- _Data extract_:
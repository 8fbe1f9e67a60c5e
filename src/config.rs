//! Configuration management for the Email MCP Server
//!
//! Handles paths, environment variables, and configuration loading.

use std::path::{Path, PathBuf};
use std::time::Duration;

use crate::error::{ConfigError, GmailMcpError, Result};

/// File name of the OAuth client file (downloaded from Google Cloud Console)
pub const OAUTH_KEYS_FILE: &str = "credentials.json";

/// File name of the persisted user token
pub const TOKEN_FILE: &str = "token.json";

/// Configuration for the Email MCP Server
#[derive(Debug, Clone)]
pub struct Config {
    /// Directory for storing configuration files
    pub config_dir: PathBuf,

    /// Path to OAuth client file (client id/secret)
    pub oauth_path: PathBuf,

    /// Path to the persisted user credential (access/refresh tokens)
    pub token_path: PathBuf,

    /// Loopback port for the OAuth callback; 0 picks an ephemeral port
    pub oauth_callback_port: u16,

    /// How long the consent flow waits for the browser callback
    pub consent_timeout: Duration,

    /// Gmail API scopes
    pub scopes: Vec<String>,
}

impl Config {
    /// Create a new configuration rooted at `~/.email-mcp`
    pub fn new() -> Result<Self> {
        let config_dir = Self::get_config_dir()?;
        Ok(Self::with_dir(config_dir))
    }

    /// Create a configuration rooted at an explicit directory.
    ///
    /// Environment overrides still apply.
    pub fn with_dir(config_dir: impl Into<PathBuf>) -> Self {
        let config_dir = config_dir.into();

        let oauth_path = std::env::var("GOOGLE_CREDENTIALS_PATH")
            .map(PathBuf::from)
            .unwrap_or_else(|_| config_dir.join(OAUTH_KEYS_FILE));

        let token_path = std::env::var("GOOGLE_TOKEN_PATH")
            .map(PathBuf::from)
            .unwrap_or_else(|_| config_dir.join(TOKEN_FILE));

        let oauth_callback_port = std::env::var("EMAIL_MCP_OAUTH_PORT")
            .ok()
            .and_then(|p| p.parse().ok())
            .unwrap_or(0);

        let consent_timeout = std::env::var("EMAIL_MCP_CONSENT_TIMEOUT_SECS")
            .ok()
            .and_then(|s| s.parse().ok())
            .map(Duration::from_secs)
            .unwrap_or(Duration::from_secs(300));

        Self {
            config_dir,
            oauth_path,
            token_path,
            oauth_callback_port,
            consent_timeout,
            scopes: vec![
                "https://www.googleapis.com/auth/gmail.readonly".to_string(),
                "https://www.googleapis.com/auth/gmail.compose".to_string(),
            ],
        }
    }

    /// Override the OAuth client file location
    pub fn with_oauth_path(mut self, path: impl Into<PathBuf>) -> Self {
        self.oauth_path = path.into();
        self
    }

    /// Override the token file location
    pub fn with_token_path(mut self, path: impl Into<PathBuf>) -> Self {
        self.token_path = path.into();
        self
    }

    /// Get the configuration directory, creating it if necessary
    fn get_config_dir() -> Result<PathBuf> {
        let config_dir = dirs::home_dir()
            .ok_or_else(|| {
                GmailMcpError::Config(ConfigError::DirNotFound {
                    path: "~".to_string(),
                })
            })?
            .join(".email-mcp");

        if !config_dir.exists() {
            std::fs::create_dir_all(&config_dir).map_err(|_| {
                GmailMcpError::Config(ConfigError::DirCreationFailed {
                    path: config_dir.display().to_string(),
                })
            })?;
        }

        Ok(config_dir)
    }

    /// Check if the OAuth client file exists
    pub fn oauth_keys_exist(&self) -> bool {
        self.oauth_path.exists()
    }

    /// Copy `credentials.json` from `dir` into place if the configured file is missing
    pub fn find_and_copy_oauth_keys(&self, dir: &Path) -> Result<bool> {
        let local_oauth = dir.join(OAUTH_KEYS_FILE);

        if local_oauth.exists() && !self.oauth_keys_exist() {
            if let Some(parent) = self.oauth_path.parent() {
                std::fs::create_dir_all(parent)?;
            }
            std::fs::copy(&local_oauth, &self.oauth_path)?;
            tracing::info!(
                from = %local_oauth.display(),
                to = %self.oauth_path.display(),
                "copied OAuth client file"
            );
            return Ok(true);
        }

        Ok(false)
    }
}

/// Gmail API constants
pub mod gmail {
    /// Base URL for Gmail API
    pub const API_BASE_URL: &str = "https://gmail.googleapis.com/gmail/v1";

    /// User ID for the authenticated user
    pub const USER_ID: &str = "me";

    /// Provider query selecting unread messages
    pub const UNREAD_QUERY: &str = "is:unread";

    /// System label carried by unsent drafts
    pub const DRAFT_LABEL: &str = "DRAFT";

    /// Default number of unread messages returned
    pub const DEFAULT_UNREAD_LIMIT: i64 = 10;

    /// Bounds applied to the unread limit
    pub const MIN_UNREAD_LIMIT: i64 = 1;
    pub const MAX_UNREAD_LIMIT: i64 = 50;
}
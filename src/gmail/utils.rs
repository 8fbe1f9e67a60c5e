//! Gmail utility functions
//!
//! Transport encoding helpers and body extraction from MIME message parts.

use std::sync::LazyLock;

use base64::{engine::general_purpose::URL_SAFE_NO_PAD, Engine};
use regex::Regex;

use crate::error::{GmailApiError, GmailMcpError, Result};
use crate::gmail::types::{Message, MessagePart};

static COMMENT_RE: LazyLock<Regex> =
    LazyLock::new(|| Regex::new(r"(?s)<!--.*?-->").expect("valid comment regex"));

static SCRIPT_STYLE_RE: LazyLock<Regex> = LazyLock::new(|| {
    Regex::new(r"(?is)<(script|style|head)\b[^>]*>.*?</(script|style|head)\s*>")
        .expect("valid script/style regex")
});

static BLOCK_TAG_RE: LazyLock<Regex> = LazyLock::new(|| {
    Regex::new(r"(?i)<\s*/?\s*(br|p|div|li|tr|table|blockquote|h[1-6])\b[^>]*>")
        .expect("valid block tag regex")
});

static TAG_RE: LazyLock<Regex> =
    LazyLock::new(|| Regex::new(r"<[^>]*>").expect("valid tag regex"));

/// Encode text for MIME header (RFC 2047)
pub fn encode_mime_header(text: &str) -> String {
    if text.chars().all(|c| c.is_ascii() && c != '\r' && c != '\n') {
        return text.to_string();
    }

    format!(
        "=?UTF-8?B?{}?=",
        base64::engine::general_purpose::STANDARD.encode(text.as_bytes())
    )
}

/// Encode a raw email message for Gmail API (base64url, no padding)
pub fn encode_raw_message(message: &str) -> String {
    URL_SAFE_NO_PAD.encode(message.as_bytes())
}

/// Decode base64url data from Gmail API.
///
/// Accepts padded and unpadded input.
pub fn decode_base64url(data: &str) -> Result<Vec<u8>> {
    let data = data.trim();
    URL_SAFE_NO_PAD
        .decode(data)
        .or_else(|_| base64::engine::general_purpose::URL_SAFE.decode(data))
        .or_else(|_| base64::engine::general_purpose::STANDARD.decode(data))
        .map_err(|e| {
            GmailMcpError::Gmail(GmailApiError::FetchFailed {
                message: format!("undecodable body data: {}", e),
            })
        })
}

/// Decode base64url data to a string, replacing invalid UTF-8 sequences
pub fn decode_base64url_string(data: &str) -> Result<String> {
    let bytes = decode_base64url(data)?;
    Ok(String::from_utf8_lossy(&bytes).into_owned())
}

/// Find header value by name (case-insensitive)
pub fn find_header<'a>(part: &'a MessagePart, name: &str) -> Option<&'a str> {
    part.headers
        .iter()
        .find(|h| h.name.eq_ignore_ascii_case(name))
        .map(|h| h.value.as_str())
}

/// Header value of a message, or an empty string when absent
pub fn message_header(message: &Message, name: &str) -> String {
    message
        .payload
        .as_ref()
        .and_then(|p| find_header(p, name))
        .unwrap_or("")
        .to_string()
}

/// Extract a readable body from a message.
///
/// Order of preference: first `text/plain` part (depth-first), first
/// `text/html` part with markup stripped, then the provider snippet.
pub fn extract_body(message: &Message) -> String {
    if let Some(payload) = message.payload.as_ref() {
        if let Some(text) = find_text_part(payload, "text/plain") {
            return text;
        }
        if let Some(html) = find_text_part(payload, "text/html") {
            return strip_html(&html);
        }
    }

    tracing::debug!(message_id = %message.id, "no text body part, using snippet");
    message
        .snippet
        .as_deref()
        .map(decode_entities)
        .unwrap_or_default()
}

fn find_text_part(part: &MessagePart, mime_type: &str) -> Option<String> {
    if base_mime_type(part).eq_ignore_ascii_case(mime_type) && !is_attachment(part) {
        if let Some(data) = part.body.as_ref().and_then(|b| b.data.as_deref()) {
            match decode_base64url_string(data) {
                Ok(decoded) if !decoded.trim().is_empty() => return Some(decoded),
                Ok(_) => {}
                Err(e) => {
                    tracing::debug!("skipping {} part: {}", mime_type, e);
                }
            }
        }
    }

    part.parts
        .iter()
        .find_map(|child| find_text_part(child, mime_type))
}

fn base_mime_type(part: &MessagePart) -> &str {
    part.mime_type
        .as_deref()
        .and_then(|m| m.split(';').next())
        .map(str::trim)
        .unwrap_or("")
}

fn is_attachment(part: &MessagePart) -> bool {
    part.filename.as_deref().is_some_and(|f| !f.is_empty())
}

/// Reduce an HTML document to plain text
pub fn strip_html(html: &str) -> String {
    let text = COMMENT_RE.replace_all(html, "");
    let text = SCRIPT_STYLE_RE.replace_all(&text, "");
    let text = BLOCK_TAG_RE.replace_all(&text, "\n");
    let text = TAG_RE.replace_all(&text, "");
    let text = decode_entities(&text);

    let mut out: Vec<String> = Vec::new();
    for line in text.lines() {
        let line = line.split_whitespace().collect::<Vec<_>>().join(" ");
        if line.is_empty() && out.last().map_or(true, |l| l.is_empty()) {
            continue;
        }
        out.push(line);
    }
    while out.last().is_some_and(|l| l.is_empty()) {
        out.pop();
    }
    out.join("\n")
}

/// Decode HTML character references; non-breaking spaces become plain spaces
pub fn decode_entities(text: &str) -> String {
    html_escape::decode_html_entities(text).replace('\u{a0}', " ")
}

#[cfg(test)]
mod tests {
    use super::*;
    use crate::gmail::types::{Header, MessagePartBody};

    fn part(mime: &str, data: Option<&str>, parts: Vec<MessagePart>) -> MessagePart {
        MessagePart {
            mime_type: Some(mime.to_string()),
            body: Some(MessagePartBody {
                data: data.map(encode_raw_message),
                ..Default::default()
            }),
            parts,
            ..Default::default()
        }
    }

    fn message(payload: MessagePart) -> Message {
        Message {
            id: "m1".to_string(),
            payload: Some(payload),
            ..Default::default()
        }
    }

    #[test]
    fn test_encode_mime_header_ascii() {
        assert_eq!(encode_mime_header("Hello World"), "Hello World");
    }

    #[test]
    fn test_encode_mime_header_unicode() {
        let encoded = encode_mime_header("Héllo Wörld");
        assert!(encoded.starts_with("=?UTF-8?B?"));
        assert!(encoded.ends_with("?="));
    }

    #[test]
    fn test_decode_base64url() {
        assert_eq!(decode_base64url_string("SGVsbG8gV29ybGQ").unwrap(), "Hello World");
        // padded input also accepted
        assert_eq!(decode_base64url_string("SGVsbG8gV29ybGQ=").unwrap(), "Hello World");
        assert!(decode_base64url("!!not base64!!").is_err());
    }

    #[test]
    fn test_find_header_case_insensitive() {
        let payload = MessagePart {
            headers: vec![Header {
                name: "Message-ID".to_string(),
                value: "<a@b>".to_string(),
            }],
            ..Default::default()
        };
        assert_eq!(find_header(&payload, "message-id"), Some("<a@b>"));
        assert_eq!(find_header(&payload, "References"), None);
    }

    #[test]
    fn test_extract_top_level_plain() {
        let msg = message(part("text/plain", Some("plain body"), vec![]));
        assert_eq!(extract_body(&msg), "plain body");
    }

    #[test]
    fn test_extract_prefers_first_plain_depth_first() {
        let msg = message(part(
            "multipart/mixed",
            None,
            vec![
                part(
                    "multipart/alternative",
                    None,
                    vec![
                        part("text/html", Some("<p>html</p>"), vec![]),
                        part("text/plain", Some("nested plain"), vec![]),
                    ],
                ),
                part("text/plain", Some("later plain"), vec![]),
            ],
        ));
        assert_eq!(extract_body(&msg), "nested plain");
    }

    #[test]
    fn test_extract_falls_back_to_html() {
        let msg = message(part(
            "multipart/alternative",
            None,
            vec![part(
                "text/html",
                Some("<html><body><p>Hello&nbsp;<b>there</b></p><p>Bye &amp; thanks</p></body></html>"),
                vec![],
            )],
        ));
        assert_eq!(extract_body(&msg), "Hello there\n\nBye & thanks");
    }

    #[test]
    fn test_extract_skips_text_attachments() {
        let mut attachment = part("text/plain", Some("attached file"), vec![]);
        attachment.filename = Some("notes.txt".to_string());
        let msg = message(part(
            "multipart/mixed",
            None,
            vec![attachment, part("text/html", Some("<div>real</div>"), vec![])],
        ));
        assert_eq!(extract_body(&msg), "real");
    }

    #[test]
    fn test_extract_snippet_fallback() {
        let msg = Message {
            id: "m1".to_string(),
            snippet: Some("It&#39;s here".to_string()),
            payload: Some(part("multipart/mixed", None, vec![])),
            ..Default::default()
        };
        assert_eq!(extract_body(&msg), "It's here");
    }

    #[test]
    fn test_extract_has_no_encoding_artifacts() {
        let raw = "Line one\r\nLine two with ünïcode";
        let msg = message(part("text/plain", Some(raw), vec![]));
        let body = extract_body(&msg);
        assert_eq!(body, raw);
        assert!(!body.contains(&encode_raw_message(raw)));
    }

    #[test]
    fn test_strip_html_removes_script_and_style() {
        let html = "<head><title>x</title></head><style>p{color:red}</style><script>alert(1)</script><p>Visible</p><!-- hidden -->";
        assert_eq!(strip_html(html), "Visible");
    }

    #[test]
    fn test_decode_entities() {
        assert_eq!(decode_entities("a &lt;b&gt; &#65;&#x42; &bogus;"), "a <b> AB &bogus;");
        assert_eq!(decode_entities("&amp;lt;"), "&lt;");
        assert_eq!(decode_entities("&eacute;&euro;&copy;&nbsp;"), "\u{e9}\u{20ac}\u{a9} ");
    }

    #[test]
    fn test_strip_html_decodes_named_entities() {
        assert_eq!(
            strip_html("<p>Caf&eacute; costs &euro;5 &mdash; ok</p>"),
            "Caf\u{e9} costs \u{20ac}5 \u{2014} ok"
        );
    }
}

- _About this task_:
Go through the records above. Copy each line in which the string "World" appears.

- _Expected answer_:
        assert_eq!(encode_mime_header("Hello World"), "Hello World");
        assert_eq!(decode_base64url_string("SGVsbG8gV29ybGQ").unwrap(), "Hello World");
        assert_eq!(decode_base64url_string("SGVsbG8gV29ybGQ=").unwrap(), "Hello World");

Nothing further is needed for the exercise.